**To do**:
Each line starting at the one that contains "use std::cmp::Ordering::*;" and ending at the one that contains "Predicate::False => return" must be returned exactly, and the rest of the listing is left out.

[Data — start]

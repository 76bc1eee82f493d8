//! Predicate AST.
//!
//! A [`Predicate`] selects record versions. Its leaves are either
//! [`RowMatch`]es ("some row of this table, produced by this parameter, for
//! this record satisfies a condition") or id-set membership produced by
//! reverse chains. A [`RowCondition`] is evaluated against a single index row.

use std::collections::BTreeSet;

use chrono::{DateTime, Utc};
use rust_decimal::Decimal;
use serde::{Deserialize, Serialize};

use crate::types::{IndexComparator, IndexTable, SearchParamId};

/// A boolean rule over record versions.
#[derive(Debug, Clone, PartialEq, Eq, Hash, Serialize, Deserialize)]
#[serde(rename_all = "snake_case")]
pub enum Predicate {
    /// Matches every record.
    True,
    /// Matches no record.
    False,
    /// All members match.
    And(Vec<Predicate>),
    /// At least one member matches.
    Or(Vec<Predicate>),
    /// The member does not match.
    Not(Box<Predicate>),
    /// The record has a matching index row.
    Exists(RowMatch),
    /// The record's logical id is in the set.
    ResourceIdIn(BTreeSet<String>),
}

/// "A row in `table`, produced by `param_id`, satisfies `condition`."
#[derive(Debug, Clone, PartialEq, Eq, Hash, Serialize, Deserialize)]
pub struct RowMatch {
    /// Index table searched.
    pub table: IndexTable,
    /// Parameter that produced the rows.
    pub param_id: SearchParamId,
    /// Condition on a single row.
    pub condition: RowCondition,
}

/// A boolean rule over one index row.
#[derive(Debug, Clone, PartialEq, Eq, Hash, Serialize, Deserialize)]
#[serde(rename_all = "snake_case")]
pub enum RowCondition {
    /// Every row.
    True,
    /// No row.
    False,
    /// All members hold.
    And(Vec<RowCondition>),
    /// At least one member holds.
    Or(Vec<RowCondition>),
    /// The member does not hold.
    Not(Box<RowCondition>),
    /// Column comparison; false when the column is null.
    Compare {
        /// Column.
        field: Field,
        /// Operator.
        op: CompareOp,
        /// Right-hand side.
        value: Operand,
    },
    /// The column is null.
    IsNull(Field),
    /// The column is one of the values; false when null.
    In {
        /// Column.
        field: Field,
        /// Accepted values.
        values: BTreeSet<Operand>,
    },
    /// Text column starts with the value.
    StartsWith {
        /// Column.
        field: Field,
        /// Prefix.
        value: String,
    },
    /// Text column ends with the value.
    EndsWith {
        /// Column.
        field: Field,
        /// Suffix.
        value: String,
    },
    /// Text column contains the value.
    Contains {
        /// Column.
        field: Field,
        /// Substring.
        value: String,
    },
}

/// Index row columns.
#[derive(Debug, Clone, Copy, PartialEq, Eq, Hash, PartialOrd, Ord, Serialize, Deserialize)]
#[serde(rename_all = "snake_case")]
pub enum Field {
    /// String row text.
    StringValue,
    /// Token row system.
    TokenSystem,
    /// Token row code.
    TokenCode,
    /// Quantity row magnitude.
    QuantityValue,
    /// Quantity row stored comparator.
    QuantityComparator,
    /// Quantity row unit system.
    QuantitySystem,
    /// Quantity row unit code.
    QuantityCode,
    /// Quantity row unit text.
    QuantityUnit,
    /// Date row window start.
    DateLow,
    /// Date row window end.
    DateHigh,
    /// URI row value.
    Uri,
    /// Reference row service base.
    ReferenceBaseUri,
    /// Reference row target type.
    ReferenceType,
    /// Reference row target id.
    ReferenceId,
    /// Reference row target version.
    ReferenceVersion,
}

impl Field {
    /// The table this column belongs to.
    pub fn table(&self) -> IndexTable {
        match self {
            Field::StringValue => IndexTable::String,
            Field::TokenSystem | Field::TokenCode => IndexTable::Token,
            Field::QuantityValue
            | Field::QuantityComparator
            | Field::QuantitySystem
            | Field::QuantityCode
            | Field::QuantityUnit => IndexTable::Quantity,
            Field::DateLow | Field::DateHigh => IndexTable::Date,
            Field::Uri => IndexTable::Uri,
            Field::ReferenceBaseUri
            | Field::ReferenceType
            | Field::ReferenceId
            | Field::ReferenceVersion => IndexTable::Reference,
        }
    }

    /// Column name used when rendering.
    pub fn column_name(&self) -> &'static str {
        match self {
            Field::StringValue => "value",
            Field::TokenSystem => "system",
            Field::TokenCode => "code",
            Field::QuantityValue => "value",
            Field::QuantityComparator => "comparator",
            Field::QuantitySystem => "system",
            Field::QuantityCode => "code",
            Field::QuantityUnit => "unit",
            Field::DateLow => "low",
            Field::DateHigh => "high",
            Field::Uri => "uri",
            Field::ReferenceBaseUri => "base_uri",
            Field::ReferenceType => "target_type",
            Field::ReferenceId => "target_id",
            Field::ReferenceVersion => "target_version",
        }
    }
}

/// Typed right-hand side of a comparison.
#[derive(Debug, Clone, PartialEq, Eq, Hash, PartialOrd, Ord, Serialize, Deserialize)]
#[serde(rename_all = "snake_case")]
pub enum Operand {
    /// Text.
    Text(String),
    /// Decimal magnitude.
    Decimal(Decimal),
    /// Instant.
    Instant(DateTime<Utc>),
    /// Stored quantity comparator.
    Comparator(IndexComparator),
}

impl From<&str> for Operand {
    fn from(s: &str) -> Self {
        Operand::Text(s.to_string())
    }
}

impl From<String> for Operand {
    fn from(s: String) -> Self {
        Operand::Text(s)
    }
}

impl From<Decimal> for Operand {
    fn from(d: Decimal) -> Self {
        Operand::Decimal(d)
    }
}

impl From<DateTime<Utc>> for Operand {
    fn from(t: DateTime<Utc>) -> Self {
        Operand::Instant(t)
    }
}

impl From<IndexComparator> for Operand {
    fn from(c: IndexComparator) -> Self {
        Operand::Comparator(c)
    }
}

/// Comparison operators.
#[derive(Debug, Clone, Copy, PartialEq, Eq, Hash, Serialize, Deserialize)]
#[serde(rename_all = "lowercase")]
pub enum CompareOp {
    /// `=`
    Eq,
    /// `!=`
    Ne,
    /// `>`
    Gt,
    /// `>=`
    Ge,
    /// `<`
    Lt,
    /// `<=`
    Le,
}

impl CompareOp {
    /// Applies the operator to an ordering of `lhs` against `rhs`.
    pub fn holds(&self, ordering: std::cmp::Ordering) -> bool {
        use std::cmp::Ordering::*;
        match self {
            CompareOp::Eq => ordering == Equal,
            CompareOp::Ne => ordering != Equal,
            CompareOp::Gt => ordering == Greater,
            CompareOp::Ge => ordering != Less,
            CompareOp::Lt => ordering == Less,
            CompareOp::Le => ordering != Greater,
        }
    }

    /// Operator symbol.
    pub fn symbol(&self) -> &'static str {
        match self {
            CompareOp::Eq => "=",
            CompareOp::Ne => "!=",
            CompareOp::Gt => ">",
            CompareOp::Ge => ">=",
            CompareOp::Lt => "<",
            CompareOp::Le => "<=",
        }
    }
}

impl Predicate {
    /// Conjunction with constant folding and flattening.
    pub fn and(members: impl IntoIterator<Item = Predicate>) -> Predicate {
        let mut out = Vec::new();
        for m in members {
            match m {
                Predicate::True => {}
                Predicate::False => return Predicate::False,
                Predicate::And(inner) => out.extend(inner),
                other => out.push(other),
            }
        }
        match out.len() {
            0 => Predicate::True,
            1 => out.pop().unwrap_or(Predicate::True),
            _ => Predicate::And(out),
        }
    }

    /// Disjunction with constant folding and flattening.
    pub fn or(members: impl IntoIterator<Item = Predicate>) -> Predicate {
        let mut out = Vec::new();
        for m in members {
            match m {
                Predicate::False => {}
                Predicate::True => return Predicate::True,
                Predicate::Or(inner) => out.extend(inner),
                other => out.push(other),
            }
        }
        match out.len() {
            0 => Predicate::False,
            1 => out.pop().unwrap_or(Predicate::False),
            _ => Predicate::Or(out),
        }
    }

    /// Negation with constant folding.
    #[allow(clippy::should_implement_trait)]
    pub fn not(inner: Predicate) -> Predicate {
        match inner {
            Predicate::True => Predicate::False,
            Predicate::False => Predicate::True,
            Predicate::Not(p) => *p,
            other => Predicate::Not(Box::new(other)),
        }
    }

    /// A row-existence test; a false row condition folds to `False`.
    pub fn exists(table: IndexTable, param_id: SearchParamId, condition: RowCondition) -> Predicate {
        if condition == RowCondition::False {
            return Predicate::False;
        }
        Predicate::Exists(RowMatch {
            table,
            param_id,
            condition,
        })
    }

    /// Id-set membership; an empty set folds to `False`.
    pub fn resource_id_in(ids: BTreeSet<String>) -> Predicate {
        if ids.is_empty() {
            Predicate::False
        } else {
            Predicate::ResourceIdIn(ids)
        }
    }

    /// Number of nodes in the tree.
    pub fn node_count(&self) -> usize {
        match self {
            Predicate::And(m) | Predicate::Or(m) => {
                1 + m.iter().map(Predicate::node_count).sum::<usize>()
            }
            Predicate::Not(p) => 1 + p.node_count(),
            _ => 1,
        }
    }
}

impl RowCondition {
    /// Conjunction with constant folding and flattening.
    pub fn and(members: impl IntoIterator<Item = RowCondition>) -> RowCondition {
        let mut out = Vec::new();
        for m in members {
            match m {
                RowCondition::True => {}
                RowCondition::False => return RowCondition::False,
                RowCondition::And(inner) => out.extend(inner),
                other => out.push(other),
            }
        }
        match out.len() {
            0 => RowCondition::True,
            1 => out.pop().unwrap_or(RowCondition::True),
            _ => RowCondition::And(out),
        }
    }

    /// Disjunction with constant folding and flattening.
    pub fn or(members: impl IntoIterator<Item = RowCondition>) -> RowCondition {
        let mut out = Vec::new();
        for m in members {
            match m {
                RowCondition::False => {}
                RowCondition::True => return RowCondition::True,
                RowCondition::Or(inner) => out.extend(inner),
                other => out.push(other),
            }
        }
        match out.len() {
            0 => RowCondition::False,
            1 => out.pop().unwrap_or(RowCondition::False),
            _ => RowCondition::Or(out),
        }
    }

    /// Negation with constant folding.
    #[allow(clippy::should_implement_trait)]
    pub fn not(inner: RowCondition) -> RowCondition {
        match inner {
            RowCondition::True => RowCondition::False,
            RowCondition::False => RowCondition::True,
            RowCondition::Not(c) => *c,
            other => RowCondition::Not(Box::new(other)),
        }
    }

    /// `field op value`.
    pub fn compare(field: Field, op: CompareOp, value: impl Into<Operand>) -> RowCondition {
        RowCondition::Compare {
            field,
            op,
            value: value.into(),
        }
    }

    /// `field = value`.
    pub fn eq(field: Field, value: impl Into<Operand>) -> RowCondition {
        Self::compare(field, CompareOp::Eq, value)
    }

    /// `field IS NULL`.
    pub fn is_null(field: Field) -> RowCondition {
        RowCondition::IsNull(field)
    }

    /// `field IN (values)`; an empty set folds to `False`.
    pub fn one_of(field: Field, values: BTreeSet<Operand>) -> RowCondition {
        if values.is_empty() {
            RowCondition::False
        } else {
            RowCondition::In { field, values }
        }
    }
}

[Data — finish]

**Answer to this problem**:
        use std::cmp::Ordering::*;
        match self {
            CompareOp::Eq => ordering == Equal,
            CompareOp::Ne => ordering != Equal,
            CompareOp::Gt => ordering == Greater,
            CompareOp::Ge => ordering != Less,
            CompareOp::Lt => ordering == Less,
            CompareOp::Le => ordering != Greater,
        }
    }

    /// Operator symbol.
    pub fn symbol(&self) -> &'static str {
        match self {
            CompareOp::Eq => "=",
            CompareOp::Ne => "!=",
            CompareOp::Gt => ">",
            CompareOp::Ge => ">=",
            CompareOp::Lt => "<",
            CompareOp::Le => "<=",
        }
    }
}

impl Predicate {
    /// Conjunction with constant folding and flattening.
    pub fn and(members: impl IntoIterator<Item = Predicate>) -> Predicate {
        let mut out = Vec::new();
        for m in members {
            match m {
                Predicate::True => {}
                Predicate::False => return Predicate::False,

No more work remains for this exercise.